Inflammatory markers, including c-reactive protein, interleukin-1, and interleukin-6 are positively associated with depression (Howren et al., 2009). A correlation between inflammatory markers and depression symptoms has also been found (Motivala et al., 2005; Reichenberg et al., 2001). These cytokines mediate many neural functions associated with depression, such as monoamine metabolism, neuroendocrine function, neural plasticity, neurotrophin production, and neural damage (McNally et al., 2008; Miller et al., 2009). COX-2 inhibitors have beneficial effects on depression (Müller and Schwarz, 2008) and antidepressants downregulate the inflammatory response (Kenis and Maes, 2002; Pollak and Yirmiya, 2002; Yaron et al., 1999). Studying the anti-inflammatory effect of Gastrodiae Rhizoma revealed that Gastrodiae Rhizoma decreases the induction of inflammatory cytokines, COX-2, and oxidative stress (Ahn et al., 2007; Hwang et al., 2009; Lee et al., 2006). This anti-inflammatory effect of Gastrodiae Rhizoma could also contribute to its antidepressant activity.

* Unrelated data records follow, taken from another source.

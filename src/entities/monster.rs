//! Monster presets and spawning
//!
//! Every monster is one of a few stat templates, multiplied by the
//! scaling for the stage it spawns on.

use std::fmt;

use super::Health;
use crate::progression::StageScaling;

/// Base stats a monster is built from
#[derive(Debug, Clone, Copy, PartialEq, Eq)]
pub struct MonsterTemplate {
    pub name: &'static str,
    pub hp: i32,
    pub attack: i32,
    pub defense: i32,
    pub xp_drop: u32,
    pub gold_drop: u32,
}

pub const SLIME: MonsterTemplate = MonsterTemplate {
    name: "Slime",
    hp: 30,
    attack: 5,
    defense: 2,
    xp_drop: 10,
    gold_drop: 5,
};

pub const SKELETON: MonsterTemplate = MonsterTemplate {
    name: "Skeleton",
    hp: 50,
    attack: 8,
    defense: 4,
    xp_drop: 20,
    gold_drop: 10,
};

pub const DRAGON: MonsterTemplate = MonsterTemplate {
    name: "Dragon",
    hp: 200,
    attack: 20,
    defense: 10,
    xp_drop: 100,
    gold_drop: 50,
};

/// The closed set of monster types
#[derive(Debug, Clone, Copy, PartialEq, Eq, Hash)]
pub enum MonsterKind {
    Slime,
    Skeleton,
    /// Boss of boss stages
    Dragon,
}

impl MonsterKind {
    /// Kinds that roam regular stages
    pub const COMMON: [MonsterKind; 2] = [MonsterKind::Slime, MonsterKind::Skeleton];

    pub fn template(&self) -> &'static MonsterTemplate {
        match self {
            MonsterKind::Slime => &SLIME,
            MonsterKind::Skeleton => &SKELETON,
            MonsterKind::Dragon => &DRAGON,
        }
    }

    pub fn name(&self) -> &'static str {
        self.template().name
    }
}

/// A live monster in a room or a battle
#[derive(Debug, Clone, PartialEq)]
pub struct Monster {
    pub kind: MonsterKind,
    pub health: Health,
    pub attack: i32,
    pub defense: i32,
    pub xp_drop: u32,
    pub gold_drop: u32,
}

impl Monster {
    /// Build an unscaled monster straight from its template
    pub fn new(kind: MonsterKind) -> Self {
        let t = kind.template();
        Self {
            kind,
            health: Health::new(t.hp),
            attack: t.attack,
            defense: t.defense,
            xp_drop: t.xp_drop,
            gold_drop: t.gold_drop,
        }
    }

    /// Build a monster with every stat scaled, hp starting full
    pub fn spawn_scaled(kind: MonsterKind, scaling: &StageScaling) -> Self {
        let t = kind.template();
        Self {
            kind,
            health: Health::new(scaling.scale_hp(t.hp)),
            attack: scaling.scale_attack(t.attack),
            defense: scaling.scale_defense(t.defense),
            xp_drop: scaling.scale_xp(t.xp_drop),
            gold_drop: scaling.scale_gold(t.gold_drop),
        }
    }

    pub fn name(&self) -> &'static str {
        self.kind.name()
    }

    /// Returns true if this hit brought the monster to exactly 0 hp
    pub fn take_damage(&mut self, amount: i32) -> bool {
        self.health.take_damage(amount)
    }

    pub fn is_dead(&self) -> bool {
        self.health.is_dead()
    }
}

impl fmt::Display for Monster {
    fn fmt(&self, f: &mut fmt::Formatter<'_>) -> fmt::Result {
        f.write_str(self.name())
    }
}

#[cfg(test)]
mod tests {
    use super::*;

    #[test]
    fn test_templates() {
        let slime = Monster::new(MonsterKind::Slime);
        assert_eq!(slime.health, Health::new(30));
        assert_eq!((slime.attack, slime.defense), (5, 2));
        assert_eq!((slime.xp_drop, slime.gold_drop), (10, 5));

        let dragon = Monster::new(MonsterKind::Dragon);
        assert_eq!(dragon.health.max, 200);
        assert_eq!(dragon.to_string(), "Dragon");
    }

    #[test]
    fn test_stage_one_spawn_matches_template() {
        let scaled = Monster::spawn_scaled(MonsterKind::Skeleton, &StageScaling::normal(1));
        assert_eq!(scaled, Monster::new(MonsterKind::Skeleton));
    }

    #[test]
    fn test_normal_scaling_above_stage_one() {
        let skeleton = Monster::spawn_scaled(MonsterKind::Skeleton, &StageScaling::normal(3));
        assert_eq!(skeleton.health, Health::new(70));
        assert_eq!((skeleton.attack, skeleton.defense), (9, 4));
        assert_eq!((skeleton.xp_drop, skeleton.gold_drop), (24, 12));
    }

    #[test]
    fn test_boss_scaling() {
        let boss = Monster::spawn_scaled(MonsterKind::Dragon, &StageScaling::boss(5));
        assert_eq!(boss.health, Health::new(600));
        assert_eq!(boss.xp_drop, 180);
    }
}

Overall, the antidepressant effect of Gastrodiae Rhizoma has been supported by various animal studies. However, the mechanisms behind its antidepressant activity need further investigation. This section reviewed the published studies and tried to elucidate the possible antidepressant mechanisms mediated by Gastrodiae Rhizoma. In animal models of depression, studies suggest that Gastrodiae Rhizoma mediates its antidepressant activity by modulating monoamine oxidase enzyme activity as well as monoamine concentration and turnover. Indirect evidence showed that antioxidant activity, GABAergic regulation, BDNF modulation, neuroprotection, and anti-inflammatory effects might also contribute to the antidepressant effect of Gastrodiae Rhizoma.

Conclusion

In summary, Gastrodiae Rhizoma is a traditional herb that possesses many biological activities and can act as an anticonvulsive, antioxidant, and antidepressant. The antidepressant effect of Gastrodiae Rhizoma has been demonstrated in various animal models; its antidepressant activity may be related to its ability to modulate monoamines as well as its antioxidant activity, GABAergic regulation, BDNF modulation, neuroprotection, and anti-inflammatory activity.

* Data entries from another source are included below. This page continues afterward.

//! The hub between stages: upgrades, the (closed) shop, and moving on

use rand::Rng;

use super::state::{prompt, Game, GameState};
use crate::error::GameError;
use crate::progression::{is_boss_stage, Upgrade};
use crate::ui::{text, Console};
use crate::world::generate_dungeon;

impl<R: Rng> Game<R> {
    /// Re-prompts until the player continues to the next stage
    pub(super) fn hub_visit<C: Console + ?Sized>(&mut self, console: &mut C) -> Result<(), GameError> {
        console.print(&text::header("WELCOME TO THE HUB"));
        console.print("Here you can rest, upgrade your stats, or buy items.");

        loop {
            let choice = prompt(console, text::HUB_PROMPT)?;
            match choice.as_str() {
                "upgrade" => self.upgrade_menu(console)?,
                "shop" => console.print("The shopkeeper is currently away. Come back later!"),
                "continue" => {
                    self.advance_stage(console);
                    return Ok(());
                }
                _ => console.print("Invalid choice."),
            }
        }
    }

    /// One purchase attempt (or "back"), then return to the hub menu
    fn upgrade_menu<C: Console + ?Sized>(&mut self, console: &mut C) -> Result<(), GameError> {
        console.print("\n--- UPGRADE STATS ---");
        console.print(&format!("Current Gold: {}", self.player.gold));
        console.print(&format!("Current XP: {}", self.player.xp));
        for (i, upgrade) in Upgrade::ALL.iter().enumerate() {
            console.print(&format!("{}. {}", i + 1, upgrade.label()));
        }
        console.print(&format!("{}. Back", Upgrade::ALL.len() + 1));

        loop {
            let choice = prompt(console, text::UPGRADE_PROMPT)?;
            if choice == "3" || choice == "back" {
                return Ok(());
            }
            match Upgrade::from_choice(&choice) {
                Some(upgrade) => {
                    match upgrade.purchase(&mut self.player) {
                        Ok(message) => console.print(&message),
                        Err(e) => console.print(&e.to_string()),
                    }
                    return Ok(());
                }
                None => console.print("Invalid choice."),
            }
        }
    }

    /// Next stage: fresh dungeon, back at its start room
    pub(super) fn advance_stage<C: Console + ?Sized>(&mut self, console: &mut C) {
        self.stage += 1;
        let boss = is_boss_stage(self.stage, self.config.boss_interval);
        console.print(&format!("\n--- Entering Stage {}! ---\n", self.stage));

        self.dungeon = generate_dungeon(&mut self.rng, self.config.dungeon_size, self.stage, boss);
        self.current = self.dungeon.start_coords();
        if boss {
            console.print("A terrible roar echoes through the halls. Something guards the exit.");
        }
        self.set_state(GameState::Exploration);
    }
}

Although Gastrodiae Rhizoma is considered as a top grade (上品 shàng pǐn) medicine in ancient traditional medicine books, rigorous safety studies should be scientifically performed. More extensive clinical research, especially using randomized double-blind placebo-controlled crossover studies, is needed even though Gastrodia Rhizoma has been used for centuries and is regarded as an effective treatment for many diseases or symptoms of diseases. Furthermore, the biological activity of the active compound(s) need to be confirmed by further studies. More investigation is also needed to confirm and provide direct evidence for Gastrodiae Rhizoma’s antidepressant mechanisms.